フードテックは、2025年までに世界700兆円市場に達する――。 日経クロストレンドの記者が新トレンドを解説します。
フードテックは、2025年までに世界700兆円市場に達する――。
この衝撃的な市場予測を発表したのは、米国のフードテックイベント「スマートキッチン・サミット(SKS)」創設者のMichael Wolf(マイケル・ウルフ)氏。世界ではフードテック領域のベンチャーキャピタル投資がかつてない盛り上がりを見せており、米調査会社PitchBook(ピッチブック)によると、19年の総投資額は150億ドル(約1兆6050億円)に達し、14年のおよそ5倍に迫る勢いがあります。
本物の肉のような「植物性代替肉」「培養肉」から、食領域のGAFAとも言われIoT家電の“頭脳”となる「キッチンOS」、店舗を持たないテークアウト専用レストラン「ゴーストキッチン」、Amazon Goに代表される「次世代コンビニ」まで、食にまつわる業界が最先端のテクノロジーとビジネスアイデアによって今、大きな変革期を迎えています。
この食分野のイノベーションの流れは、withコロナ&アフターコロナ時代にあっても「不可逆」な変化だといえるでしょう。すでに米国を中心に大手ファストフードチェーンが採用し、一般のスーパーマーケットでも市販されている植物性代替肉は、従来からの環境保護や健康志向の高まりとともに、過度な「動物依存」のリスクを避けようと、19年比200%以上の大幅な伸びを示しています。日本でも、直近で大豆ミートを使用したハンバーガーやから揚げの販売をローソンが始めたり、イケアが「プラントベースカップラーメン」を発売したりと、普及の兆しを見せています。また、外食産業においても、これまでの固定店舗の在り方を見直し、効率的なマッチング技術を用いたテークアウトやデリバリー業態への転換、進化が多く見受けられるようになりました。
このように世界の一大トレンド「フードテック革命」の荒波は、確実に日本に押し寄せています。これから、日本の食品、家電メーカー、小売り、外食産業は最先端のテクノロジーをどのように生かし、進化していけばよいのでしょうか。また、その先にあるはずの、私たちの食卓の進化した姿はどのようなものでしょうか。
日経クロストレンドでは、これまで食分野のイノベーションを「イノベー食(ショク)」と題して、4回にわたって特集してきました。日本のフードテック界の雄といえる完全栄養パスタ&パンを手掛けるベースフードを筆頭に、培養ステーキ肉の開発で世界をリードする日清食品ホールディングス、東京大学、食の嗜好性と気分で最適レシピをレコメンドするサービスを開発しているニチレイなど、多くの先進事例を紹介しています。
この人気特集をベースにして刊行したのが、『フードテック革命 世界700兆円の新産業「食」の進化と再定義』(日経BP)です。グローバルの変化を深く理解しながら、日本の現状とよりよい食の近未来を考える、「次のアクション」につながるビジネスのヒントが満載の一冊です。ぜひこの週末に、今回の厳選記事と併せてお読みいただければと思います。
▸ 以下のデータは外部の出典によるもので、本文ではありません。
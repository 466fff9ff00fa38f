//! Proximity search tool: find Ontario areas near a point.

use async_trait::async_trait;
use serde::Deserialize;
use serde_json::json;
use std::sync::Arc;
use tracing::debug;

use crate::store::constants::{DEFAULT_SEARCH_RADIUS_KM, NAME_SEARCH_LIMIT};
use crate::store::{AreaStore, AreaType};

use super::traits::{Tool, ToolResult};

pub struct ProximitySearchTool {
    store: Arc<dyn AreaStore>,
}

impl ProximitySearchTool {
    pub fn new(store: Arc<dyn AreaStore>) -> Self {
        Self { store }
    }
}

fn default_radius() -> f64 {
    DEFAULT_SEARCH_RADIUS_KM
}

#[derive(Debug, Deserialize)]
struct ProximityArgs {
    latitude: f64,
    longitude: f64,
    #[serde(default = "default_radius")]
    radius_km: f64,
    #[serde(default)]
    area_types: Option<Vec<String>>,
}

fn parse_type_filter(raw: Option<&[String]>) -> Result<Option<Vec<AreaType>>, String> {
    match raw {
        Some(values) if !values.is_empty() => values
            .iter()
            .map(|v| v.parse::<AreaType>().map_err(|e| e.to_string()))
            .collect::<Result<Vec<_>, _>>()
            .map(Some),
        _ => Ok(None),
    }
}

#[async_trait]
impl Tool for ProximitySearchTool {
    fn name(&self) -> &str {
        "proximity_search"
    }

    fn description(&self) -> &str {
        "Find Ontario protected areas and First Nations territories within a \
         radius of a point, sorted by distance."
    }

    fn parameters_schema(&self) -> serde_json::Value {
        json!({
            "type": "object",
            "properties": {
                "latitude": {
                    "type": "number",
                    "description": "Latitude of the search center point"
                },
                "longitude": {
                    "type": "number",
                    "description": "Longitude of the search center point"
                },
                "radius_km": {
                    "type": "number",
                    "description": "Search radius in kilometers (default: 50km)"
                },
                "area_types": {
                    "type": "array",
                    "items": {"type": "string", "enum": ["park", "conservation", "treaty"]},
                    "description": "Area types to include. Omit for all types."
                }
            },
            "required": ["latitude", "longitude"]
        })
    }

    async fn execute(&self, args: serde_json::Value) -> anyhow::Result<ToolResult> {
        let args: ProximityArgs = match serde_json::from_value(args) {
            Ok(args) => args,
            Err(e) => return Ok(ToolResult::failure(format!("invalid arguments: {e}"))),
        };

        let type_filter = match parse_type_filter(args.area_types.as_deref()) {
            Ok(filter) => filter,
            Err(e) => return Ok(ToolResult::failure(e)),
        };

        debug!(
            "proximity search: ({}, {}), radius {}km",
            args.latitude, args.longitude, args.radius_km
        );

        let records = match self
            .store
            .find_nearby(
                args.latitude,
                args.longitude,
                args.radius_km,
                type_filter.as_deref(),
                NAME_SEARCH_LIMIT,
            )
            .await
        {
            Ok(records) => records,
            Err(e) => return Ok(ToolResult::failure(format!("proximity search failed: {e}"))),
        };

        if records.is_empty() {
            return Ok(ToolResult::json(&json!({
                "status": "not_found",
                "message": format!(
                    "No Ontario areas found within {}km of ({}, {})",
                    args.radius_km, args.latitude, args.longitude
                ),
                "suggestion": "Try increasing the search radius or checking the coordinates.",
            })));
        }

        let areas: Vec<serde_json::Value> = records
            .iter()
            .map(|r| {
                json!({
                    "name": r.name,
                    "official_name": r.official_name,
                    "area_type": r.area_type.label(),
                    "designation": r.designation,
                    "managing_authority": r.managing_authority,
                    "hectares": r.hectares,
                    "distance_km": r.distance_km.map(|d| (d * 100.0).round() / 100.0),
                })
            })
            .collect();

        Ok(ToolResult::json(&json!({
            "status": "found",
            "count": areas.len(),
            "search_center": {"latitude": args.latitude, "longitude": args.longitude},
            "radius_km": args.radius_km,
            "areas": areas,
        })))
    }
}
Withコロナ時代のフードテック5つの視点 「食の再定義」が始まる


「食のGAFA」現る レシピデータで家電制御、買い物体験も激変
日清食品HD、JR東、良品計画も「イノベー食」参戦

日清食品が放つ近未来の「謎肉」 培養ステーキ肉は食卓を変えるか
世界で巻き起こる食分野のイノベーション、「イノベー食」を取り上げる本特集。第3回の今回は、日清食品ホールディングスと東京大学が開発を進める「培養ステーキ肉」を取り上げる。将来的には、近場の培養肉工場から自分好みの“フレッシュミート”が届く世界もあり得る、その技術インパクトに迫る。

JR東日本も「イノベー食」参戦 新大久保に食の“聖地”誕生へ
世界で巻き起こる食分野のイノベーション、「イノベー食」を取り上げる本特集。第4回の今回は、異業種のJR東日本が取り組むフードテックの「場」づくりに焦点を当てる。小ロットの製品開発から販売まで可能にする、食のコワーキングスペースとは?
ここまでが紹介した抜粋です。